High doses (3 mg/kg) of
methylatropine nitrate have been used in vivo to produce long-lasting
muscarinic blockade during physiologic experiments. At these levels, the possibility exists that ganglionic blockade may also be responsible for some heart rate effects. Therefore, the effects of
methylatropine nitrate (0.0012-2.4 mg.kg(-1)) and
atropine sulfate (0.0036 - 0.060 mg.kg(1)) were evaluated in vivo using conscious dogs and in vitro using canine right atria and isolated stellate ganglia. The lowest doses of either agent given in vivo caused
bradycardia, while intermediate doses induced excess
tachycardia. High doses of
methylatropine nitrate transiently decreased the heart rate, followed by slow recovery. In vitro using the canine right atria, neither
drug caused pacemaker shifts nor directly altered the atrial rate, but postvagal
tachycardia occurred with
acetylcholine challenge and was prevented by
metoprolol or
6-hydroxydopamine. In vitro studies using the canine stellate ganglia indicate that both agents depressed postganglionic compound action potentials at high doses.

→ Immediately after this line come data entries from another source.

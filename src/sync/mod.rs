//! Keeps the repository cache in step with the remote.
//!
//! Three triggers drive refreshes: a cold read of an empty cache, the
//! periodic timer, and inbound webhook deliveries. They all funnel through
//! [`Syncer::refresh`], which allows at most one fetch-and-replace at a time.

mod orchestrator;
mod timer;
mod webhook;

use std::future::Future;

use crate::error::SyncError;
use crate::github::RemoteRecord;

pub use orchestrator::{RefreshOutcome, SyncState, SyncStatus, Syncer, Trigger};
pub use timer::spawn_refresh_timer;
pub use webhook::{handle_webhook, verify_signature, WebhookEvent, WebhookOutcome};

/// Where refreshes read repositories from.
pub trait RepositorySource: Send + Sync + 'static {
  fn fetch(&self) -> impl Future<Output = Result<Vec<RemoteRecord>, SyncError>> + Send;
}

#[cfg(test)]
pub(crate) mod testing {
  //! Scripted remote and record builders shared by the unit tests.

  use std::collections::VecDeque;
  use std::sync::atomic::{AtomicUsize, Ordering};
  use std::sync::{Arc, Mutex};
  use std::time::Duration;

  use super::RepositorySource;
  use crate::error::SyncError;
  use crate::github::{CachedRepository, RemoteRecord};

  pub fn record(id: u64, name: &str, language: Option<&str>) -> RemoteRecord {
    RemoteRecord {
      id,
      name: name.to_string(),
      full_name: format!("octo/{name}"),
      description: None,
      html_url: format!("https://github.com/octo/{name}"),
      stargazers_count: Some(id),
      forks_count: Some(0),
      language: language.map(String::from),
      created_at: Some("2022-03-04T05:06:07Z".to_string()),
      updated_at: Some("2024-06-07T08:09:10Z".to_string()),
      private: Some(false),
      fork: Some(false),
    }
  }

  pub fn repo(id: u64, name: &str, language: &str) -> CachedRepository {
    record(id, name, Some(language)).normalize()
  }

  type Response = Result<Vec<RemoteRecord>, SyncError>;

  /// Remote that replays scripted responses; the last one repeats forever.
  pub struct FakeSource {
    responses: Mutex<VecDeque<Response>>,
    last: Mutex<Response>,
    delay: Duration,
    fetches: Arc<AtomicUsize>,
  }

  impl FakeSource {
    pub fn new(first: Response) -> Self {
      Self {
        responses: Mutex::new(VecDeque::new()),
        last: Mutex::new(first),
        delay: Duration::ZERO,
        fetches: Arc::new(AtomicUsize::new(0)),
      }
    }

    pub fn returning(records: Vec<RemoteRecord>) -> Self {
      Self::new(Ok(records))
    }

    pub fn failing(error: SyncError) -> Self {
      Self::new(Err(error))
    }

    /// Queue `next` to be served after everything scripted so far.
    pub fn then(self, next: Response) -> Self {
      {
        let mut responses = self.responses.lock().unwrap();
        let mut last = self.last.lock().unwrap();
        let previous = std::mem::replace(&mut *last, next);
        responses.push_back(previous);
      }
      self
    }

    pub fn with_delay(mut self, delay: Duration) -> Self {
      self.delay = delay;
      self
    }

    /// Handle that keeps counting after the source is moved into a syncer.
    pub fn fetch_counter(&self) -> Arc<AtomicUsize> {
      Arc::clone(&self.fetches)
    }
  }

  impl RepositorySource for FakeSource {
    async fn fetch(&self) -> Response {
      self.fetches.fetch_add(1, Ordering::SeqCst);
      let response = match self.responses.lock().unwrap().pop_front() {
        Some(response) => response,
        None => self.last.lock().unwrap().clone(),
      };
      if !self.delay.is_zero() {
        tokio::time::sleep(self.delay).await;
      }
      response
    }
  }
}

In conclusion, with high-dose
methylatropine nitrate, ganglionic blockade yields the mechanism for a reduction of excess
tachycardia as well as a likely explanation for opposing chronotropic effects in conscious and anesthetized dogs. In experimental studies where high doses of
atropine compounds are used for long-term
muscarinic blockade, it is possible that ganglionic blocking effects may also be produced.